_WORK TASK_
When you have gone through the entries below, state how many lines include the word "usize" and write nothing else.

Dataset records:
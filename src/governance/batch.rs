//! Batch input and per-cycle outcome.

use chrono::{DateTime, Utc};
use serde::{Deserialize, Serialize};
use std::collections::{BTreeMap, BTreeSet};

use crate::bias::{BiasReport, PredictionRecord};
use crate::drift::DriftReport;
use crate::error::{Error, Result};
use crate::escalation::Alert;
use crate::validation::ValidationResult;

/// One transaction with its model output
#[derive(Clone, Debug, Default, PartialEq, Serialize, Deserialize)]
#[serde(default)]
pub struct BatchRecord {
    /// Numeric features observed into the drift windows
    pub features: BTreeMap<String, f64>,
    /// Model score used by the bias monitor
    pub score: Option<f64>,
    /// Protected-attribute tags
    pub attributes: BTreeMap<String, String>,
    /// Ground-truth class
    pub label: Option<usize>,
    /// Predicted class
    pub prediction: Option<usize>,
}

impl BatchRecord {
    pub fn with_feature(mut self, name: impl Into<String>, value: f64) -> Self {
        self.features.insert(name.into(), value);
        self
    }

    pub fn with_score(mut self, score: f64) -> Self {
        self.score = Some(score);
        self
    }

    pub fn with_attribute(mut self, category: impl Into<String>, value: impl Into<String>) -> Self {
        self.attributes.insert(category.into(), value.into());
        self
    }

    pub fn with_outcome(mut self, label: usize, prediction: usize) -> Self {
        self.label = Some(label);
        self.prediction = Some(prediction);
        self
    }

    /// The record as bias-monitor input, if it carries a score
    pub fn prediction_record(&self) -> Option<PredictionRecord> {
        self.score.map(|score| PredictionRecord { score, attributes: self.attributes.clone() })
    }
}

/// Records delivered together for one evaluation cycle
#[derive(Clone, Debug, Default, PartialEq, Serialize, Deserialize)]
pub struct Batch {
    pub records: Vec<BatchRecord>,
}

impl Batch {
    pub fn new(records: impl IntoIterator<Item = BatchRecord>) -> Self {
        Self { records: records.into_iter().collect() }
    }

    pub fn len(&self) -> usize {
        self.records.len()
    }

    pub fn is_empty(&self) -> bool {
        self.records.is_empty()
    }

    /// Feature samples grouped by feature name
    pub fn feature_samples(&self) -> BTreeMap<String, Vec<f64>> {
        let mut samples: BTreeMap<String, Vec<f64>> = BTreeMap::new();
        for record in &self.records {
            for (name, value) in &record.features {
                samples.entry(name.clone()).or_default().push(*value);
            }
        }
        samples
    }

    pub fn prediction_records(&self) -> Vec<PredictionRecord> {
        self.records.iter().filter_map(BatchRecord::prediction_record).collect()
    }

    /// Records carrying both a label and a prediction
    pub fn labelled(&self) -> impl Iterator<Item = &BatchRecord> {
        self.records.iter().filter(|r| r.label.is_some() && r.prediction.is_some())
    }

    /// Model input rows for the labelled records
    ///
    /// Columns follow the sorted union of feature names over those records.
    /// Fails with `InvalidInput` when any labelled record lacks one of them.
    pub fn labelled_feature_rows(&self) -> Result<Vec<Vec<f64>>> {
        let names: BTreeSet<&str> =
            self.labelled().flat_map(|r| r.features.keys().map(String::as_str)).collect();
        self.labelled()
            .enumerate()
            .map(|(row, record)| {
                names
                    .iter()
                    .map(|&name| {
                        record.features.get(name).copied().ok_or_else(|| {
                            Error::InvalidInput(format!("labelled record {row} is missing feature '{name}'"))
                        })
                    })
                    .collect()
            })
            .collect()
    }
}

/// Result of one sub-check within a cycle
#[derive(Clone, Debug, PartialEq, Serialize, Deserialize)]
#[serde(tag = "status", content = "detail", rename_all = "snake_case")]
pub enum CheckOutcome<T> {
    Completed(T),
    /// Nothing in the batch for this check
    Skipped(String),
    /// The check rejected its input
    Failed(String),
}

impl<T> CheckOutcome<T> {
    pub fn completed(&self) -> Option<&T> {
        match self {
            CheckOutcome::Completed(value) => Some(value),
            _ => None,
        }
    }

    pub fn is_failed(&self) -> bool {
        matches!(self, CheckOutcome::Failed(_))
    }
}

/// Everything one `process_batch` call produced
#[derive(Clone, Debug, PartialEq, Serialize, Deserialize)]
pub struct CycleOutcome {
    pub timestamp: DateTime<Utc>,
    pub records: usize,
    pub drift: CheckOutcome<DriftReport>,
    pub bias: CheckOutcome<BiasReport>,
    pub validation: CheckOutcome<ValidationResult>,
    /// Alerts raised by this cycle
    pub alerts: Vec<Alert>,
}
//! Demographic bias monitor
//!
//! Partitions a batch of scored predictions by protected attribute, compares
//! each group's positive-outcome rate and score distribution against the whole
//! batch, and flags groups whose combined score exceeds the bias threshold.
//!
//! # Example
//!
//! ```
//! use vigilar::bias::{BiasMonitor, PredictionRecord};
//! use vigilar::config::BiasConfig;
//!
//! let mut monitor = BiasMonitor::new(BiasConfig::default(), 1000);
//! let records: Vec<_> = (0..100)
//!     .map(|i| {
//!         let gender = if i % 2 == 0 { "f" } else { "m" };
//!         PredictionRecord::new(if i % 4 < 2 { 0.8 } else { 0.2 }).with_attribute("gender", gender)
//!     })
//!     .collect();
//!
//! let report = monitor.detect_bias(&records);
//! assert!(!report.bias_detected());
//! ```

mod monitor;
mod types;


pub use monitor::BiasMonitor;
pub use types::{
    group_key, BiasCheckResult, BiasHistoryEntry, BiasReport, BiasStatistics, GroupBiasStats,
    GroupOutcome, OutlierCheck, PredictionRecord,
};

_TASK RESPONSE_
5